Activity ▸ Filter the listing below down to the lines containing the word "IntoResponse".

Excerpted data ▸
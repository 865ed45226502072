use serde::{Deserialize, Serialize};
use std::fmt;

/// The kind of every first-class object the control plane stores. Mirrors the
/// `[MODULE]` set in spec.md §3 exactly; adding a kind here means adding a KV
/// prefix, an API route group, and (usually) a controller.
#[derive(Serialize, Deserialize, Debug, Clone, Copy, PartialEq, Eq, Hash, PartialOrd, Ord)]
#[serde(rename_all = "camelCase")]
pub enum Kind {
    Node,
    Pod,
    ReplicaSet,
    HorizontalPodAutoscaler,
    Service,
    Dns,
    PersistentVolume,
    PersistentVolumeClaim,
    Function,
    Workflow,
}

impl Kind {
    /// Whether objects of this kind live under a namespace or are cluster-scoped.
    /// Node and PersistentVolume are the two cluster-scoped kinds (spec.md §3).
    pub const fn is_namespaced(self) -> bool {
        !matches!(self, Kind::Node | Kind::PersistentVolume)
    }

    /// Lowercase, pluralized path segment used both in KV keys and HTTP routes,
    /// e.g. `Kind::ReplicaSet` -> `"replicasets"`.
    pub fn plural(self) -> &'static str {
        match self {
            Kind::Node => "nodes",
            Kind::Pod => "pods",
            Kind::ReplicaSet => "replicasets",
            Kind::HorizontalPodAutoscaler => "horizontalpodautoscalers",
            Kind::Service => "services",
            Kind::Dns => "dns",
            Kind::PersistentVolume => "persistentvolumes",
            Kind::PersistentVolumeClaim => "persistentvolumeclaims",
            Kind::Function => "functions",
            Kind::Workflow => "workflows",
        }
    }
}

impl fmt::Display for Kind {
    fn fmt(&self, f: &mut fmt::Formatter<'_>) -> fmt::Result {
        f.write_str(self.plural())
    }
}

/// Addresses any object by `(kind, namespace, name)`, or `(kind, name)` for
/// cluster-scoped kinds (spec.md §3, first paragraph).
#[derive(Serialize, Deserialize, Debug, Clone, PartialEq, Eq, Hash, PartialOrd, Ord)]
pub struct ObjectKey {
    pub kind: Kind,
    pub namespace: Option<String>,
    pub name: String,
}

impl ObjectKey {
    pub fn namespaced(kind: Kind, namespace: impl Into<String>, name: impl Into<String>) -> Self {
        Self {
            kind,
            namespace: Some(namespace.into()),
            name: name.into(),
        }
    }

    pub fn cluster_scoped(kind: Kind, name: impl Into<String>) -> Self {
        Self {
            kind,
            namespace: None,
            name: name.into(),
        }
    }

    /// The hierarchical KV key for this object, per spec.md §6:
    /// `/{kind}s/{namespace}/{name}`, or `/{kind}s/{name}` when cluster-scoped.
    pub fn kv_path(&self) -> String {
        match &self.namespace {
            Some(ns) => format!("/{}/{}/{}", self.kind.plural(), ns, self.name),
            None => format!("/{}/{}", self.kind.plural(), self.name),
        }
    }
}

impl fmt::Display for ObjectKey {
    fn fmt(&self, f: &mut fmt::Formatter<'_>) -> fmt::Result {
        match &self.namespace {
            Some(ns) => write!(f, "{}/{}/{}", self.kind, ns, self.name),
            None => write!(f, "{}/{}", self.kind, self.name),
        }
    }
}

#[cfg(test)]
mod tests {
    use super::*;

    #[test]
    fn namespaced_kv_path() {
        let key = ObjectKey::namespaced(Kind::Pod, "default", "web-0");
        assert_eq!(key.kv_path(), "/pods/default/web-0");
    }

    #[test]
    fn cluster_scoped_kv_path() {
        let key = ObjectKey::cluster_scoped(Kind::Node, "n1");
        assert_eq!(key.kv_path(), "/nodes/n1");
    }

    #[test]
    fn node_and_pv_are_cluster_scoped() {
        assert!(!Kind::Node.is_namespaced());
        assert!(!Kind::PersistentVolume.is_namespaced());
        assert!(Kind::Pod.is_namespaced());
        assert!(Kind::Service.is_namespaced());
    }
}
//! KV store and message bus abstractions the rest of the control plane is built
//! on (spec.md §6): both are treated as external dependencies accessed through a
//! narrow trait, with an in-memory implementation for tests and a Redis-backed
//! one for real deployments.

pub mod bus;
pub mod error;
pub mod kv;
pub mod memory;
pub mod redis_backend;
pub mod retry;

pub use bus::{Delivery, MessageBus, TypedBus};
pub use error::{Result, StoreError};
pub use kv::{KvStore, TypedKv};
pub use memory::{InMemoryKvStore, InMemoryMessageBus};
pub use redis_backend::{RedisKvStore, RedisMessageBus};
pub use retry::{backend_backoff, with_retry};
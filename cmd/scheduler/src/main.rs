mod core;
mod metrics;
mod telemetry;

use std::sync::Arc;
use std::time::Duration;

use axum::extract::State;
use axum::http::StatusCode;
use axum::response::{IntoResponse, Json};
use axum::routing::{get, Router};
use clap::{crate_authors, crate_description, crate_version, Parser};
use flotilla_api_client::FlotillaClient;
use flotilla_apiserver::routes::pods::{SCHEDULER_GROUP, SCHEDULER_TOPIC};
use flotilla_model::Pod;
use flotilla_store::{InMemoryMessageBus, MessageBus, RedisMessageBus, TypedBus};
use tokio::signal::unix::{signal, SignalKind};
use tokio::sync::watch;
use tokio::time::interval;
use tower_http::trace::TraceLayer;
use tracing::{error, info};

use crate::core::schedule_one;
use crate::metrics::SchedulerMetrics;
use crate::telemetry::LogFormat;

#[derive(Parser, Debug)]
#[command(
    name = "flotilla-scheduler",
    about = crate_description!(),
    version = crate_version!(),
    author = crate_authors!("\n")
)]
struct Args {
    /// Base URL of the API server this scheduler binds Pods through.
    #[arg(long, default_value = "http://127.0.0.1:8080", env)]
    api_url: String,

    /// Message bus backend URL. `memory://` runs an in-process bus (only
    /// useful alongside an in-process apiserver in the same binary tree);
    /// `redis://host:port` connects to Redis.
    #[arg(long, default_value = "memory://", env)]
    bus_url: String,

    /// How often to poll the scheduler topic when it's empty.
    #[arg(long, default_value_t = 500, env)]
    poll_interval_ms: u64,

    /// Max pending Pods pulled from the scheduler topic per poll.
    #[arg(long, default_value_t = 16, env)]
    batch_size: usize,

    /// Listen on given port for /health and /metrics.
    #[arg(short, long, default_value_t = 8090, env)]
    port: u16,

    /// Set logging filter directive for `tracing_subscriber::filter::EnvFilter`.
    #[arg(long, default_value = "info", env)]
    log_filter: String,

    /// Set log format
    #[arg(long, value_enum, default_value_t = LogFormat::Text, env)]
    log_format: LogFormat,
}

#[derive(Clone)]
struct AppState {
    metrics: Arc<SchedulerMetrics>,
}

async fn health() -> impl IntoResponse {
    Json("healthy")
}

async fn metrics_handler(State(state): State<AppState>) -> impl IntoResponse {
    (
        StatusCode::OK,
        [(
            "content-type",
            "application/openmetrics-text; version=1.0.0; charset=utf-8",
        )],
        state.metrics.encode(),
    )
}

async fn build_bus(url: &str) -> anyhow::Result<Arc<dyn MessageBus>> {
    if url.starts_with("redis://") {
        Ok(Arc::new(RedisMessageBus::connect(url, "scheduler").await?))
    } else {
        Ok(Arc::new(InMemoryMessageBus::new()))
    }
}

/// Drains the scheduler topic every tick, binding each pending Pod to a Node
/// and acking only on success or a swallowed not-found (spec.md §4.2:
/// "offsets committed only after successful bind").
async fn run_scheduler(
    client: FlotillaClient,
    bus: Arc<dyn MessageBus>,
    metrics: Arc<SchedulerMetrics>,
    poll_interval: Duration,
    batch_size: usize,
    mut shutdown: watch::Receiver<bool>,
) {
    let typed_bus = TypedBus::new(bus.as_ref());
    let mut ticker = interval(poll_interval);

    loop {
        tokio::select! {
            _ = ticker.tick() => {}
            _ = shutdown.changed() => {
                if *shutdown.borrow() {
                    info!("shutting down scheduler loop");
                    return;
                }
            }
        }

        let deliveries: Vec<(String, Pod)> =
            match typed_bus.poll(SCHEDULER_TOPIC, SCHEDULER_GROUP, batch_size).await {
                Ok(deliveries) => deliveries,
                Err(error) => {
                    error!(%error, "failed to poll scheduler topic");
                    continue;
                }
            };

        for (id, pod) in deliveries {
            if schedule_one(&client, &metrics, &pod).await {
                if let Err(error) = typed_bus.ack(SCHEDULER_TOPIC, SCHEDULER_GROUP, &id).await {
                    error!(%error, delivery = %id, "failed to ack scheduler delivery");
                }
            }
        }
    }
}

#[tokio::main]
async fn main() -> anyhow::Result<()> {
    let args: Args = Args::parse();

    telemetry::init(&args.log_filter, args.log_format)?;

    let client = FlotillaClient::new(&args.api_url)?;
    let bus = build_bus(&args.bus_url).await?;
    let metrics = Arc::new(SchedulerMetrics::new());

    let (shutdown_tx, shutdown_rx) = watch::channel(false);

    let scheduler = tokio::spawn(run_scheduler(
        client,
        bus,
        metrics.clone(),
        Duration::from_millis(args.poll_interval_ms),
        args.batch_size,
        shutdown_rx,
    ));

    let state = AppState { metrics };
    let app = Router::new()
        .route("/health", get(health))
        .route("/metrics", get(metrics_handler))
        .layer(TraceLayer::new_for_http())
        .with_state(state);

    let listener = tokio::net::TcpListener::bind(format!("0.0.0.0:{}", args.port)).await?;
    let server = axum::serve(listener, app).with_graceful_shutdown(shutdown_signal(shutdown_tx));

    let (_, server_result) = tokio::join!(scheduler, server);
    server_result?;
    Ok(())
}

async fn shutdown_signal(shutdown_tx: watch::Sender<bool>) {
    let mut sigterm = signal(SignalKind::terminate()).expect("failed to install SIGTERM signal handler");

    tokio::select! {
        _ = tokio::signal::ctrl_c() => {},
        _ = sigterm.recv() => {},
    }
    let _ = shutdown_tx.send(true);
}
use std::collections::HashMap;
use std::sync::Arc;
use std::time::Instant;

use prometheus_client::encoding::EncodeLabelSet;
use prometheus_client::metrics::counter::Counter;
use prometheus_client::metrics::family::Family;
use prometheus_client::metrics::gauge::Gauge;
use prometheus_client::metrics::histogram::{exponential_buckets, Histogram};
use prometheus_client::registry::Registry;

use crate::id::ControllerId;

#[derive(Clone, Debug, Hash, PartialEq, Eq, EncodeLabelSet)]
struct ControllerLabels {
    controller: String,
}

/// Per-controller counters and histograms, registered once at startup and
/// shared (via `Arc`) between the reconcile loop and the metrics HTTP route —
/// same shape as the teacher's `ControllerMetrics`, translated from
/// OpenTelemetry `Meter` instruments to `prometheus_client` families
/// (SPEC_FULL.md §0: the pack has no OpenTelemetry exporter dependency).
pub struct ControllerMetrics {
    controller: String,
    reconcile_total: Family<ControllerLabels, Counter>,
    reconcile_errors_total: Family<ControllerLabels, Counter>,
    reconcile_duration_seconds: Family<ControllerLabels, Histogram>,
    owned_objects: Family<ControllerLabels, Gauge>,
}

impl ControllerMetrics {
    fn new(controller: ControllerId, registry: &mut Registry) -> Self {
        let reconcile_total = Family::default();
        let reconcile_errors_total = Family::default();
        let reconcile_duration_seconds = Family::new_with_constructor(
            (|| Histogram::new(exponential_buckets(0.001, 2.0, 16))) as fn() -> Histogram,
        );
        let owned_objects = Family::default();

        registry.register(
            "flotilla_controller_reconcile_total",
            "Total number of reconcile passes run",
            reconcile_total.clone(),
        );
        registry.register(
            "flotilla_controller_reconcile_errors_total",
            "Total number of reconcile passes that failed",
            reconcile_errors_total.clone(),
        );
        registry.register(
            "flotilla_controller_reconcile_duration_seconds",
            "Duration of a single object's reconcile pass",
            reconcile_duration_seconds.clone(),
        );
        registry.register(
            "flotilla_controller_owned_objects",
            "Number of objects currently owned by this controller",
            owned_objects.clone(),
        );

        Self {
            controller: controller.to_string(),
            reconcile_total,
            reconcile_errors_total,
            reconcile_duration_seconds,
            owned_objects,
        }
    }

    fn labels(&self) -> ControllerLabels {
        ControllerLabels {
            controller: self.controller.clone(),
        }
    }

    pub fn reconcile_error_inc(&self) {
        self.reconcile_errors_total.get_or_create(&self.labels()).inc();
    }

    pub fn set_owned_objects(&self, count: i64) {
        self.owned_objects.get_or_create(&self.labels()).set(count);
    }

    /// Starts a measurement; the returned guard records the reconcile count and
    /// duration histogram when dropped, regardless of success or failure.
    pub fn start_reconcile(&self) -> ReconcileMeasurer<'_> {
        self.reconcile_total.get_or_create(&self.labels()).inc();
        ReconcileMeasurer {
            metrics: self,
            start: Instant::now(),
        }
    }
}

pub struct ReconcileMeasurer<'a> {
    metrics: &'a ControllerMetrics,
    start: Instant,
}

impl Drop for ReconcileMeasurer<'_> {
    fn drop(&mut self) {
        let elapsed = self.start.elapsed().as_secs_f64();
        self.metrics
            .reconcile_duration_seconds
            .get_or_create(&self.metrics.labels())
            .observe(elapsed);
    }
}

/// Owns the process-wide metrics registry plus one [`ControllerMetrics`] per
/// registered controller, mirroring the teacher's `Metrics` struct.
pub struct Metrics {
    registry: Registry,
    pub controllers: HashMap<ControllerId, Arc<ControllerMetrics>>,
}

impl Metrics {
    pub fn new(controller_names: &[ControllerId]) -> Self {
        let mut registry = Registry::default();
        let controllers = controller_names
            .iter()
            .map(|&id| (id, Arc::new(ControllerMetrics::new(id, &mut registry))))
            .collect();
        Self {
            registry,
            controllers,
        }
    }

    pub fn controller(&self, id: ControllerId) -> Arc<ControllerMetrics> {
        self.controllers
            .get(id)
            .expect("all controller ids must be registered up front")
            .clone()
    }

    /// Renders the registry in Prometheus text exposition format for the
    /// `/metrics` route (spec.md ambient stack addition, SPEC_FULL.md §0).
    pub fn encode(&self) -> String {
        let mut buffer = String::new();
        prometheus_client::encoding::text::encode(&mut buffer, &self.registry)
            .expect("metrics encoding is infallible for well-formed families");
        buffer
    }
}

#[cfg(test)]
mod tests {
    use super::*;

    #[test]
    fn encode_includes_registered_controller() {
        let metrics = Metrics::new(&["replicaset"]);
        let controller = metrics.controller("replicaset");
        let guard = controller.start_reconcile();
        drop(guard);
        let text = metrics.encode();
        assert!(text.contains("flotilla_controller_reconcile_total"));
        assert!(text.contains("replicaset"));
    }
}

Result ▸
use axum::response::{IntoResponse, Json};
async fn health() -> impl IntoResponse {
async fn metrics_handler(State(state): State<AppState>) -> impl IntoResponse {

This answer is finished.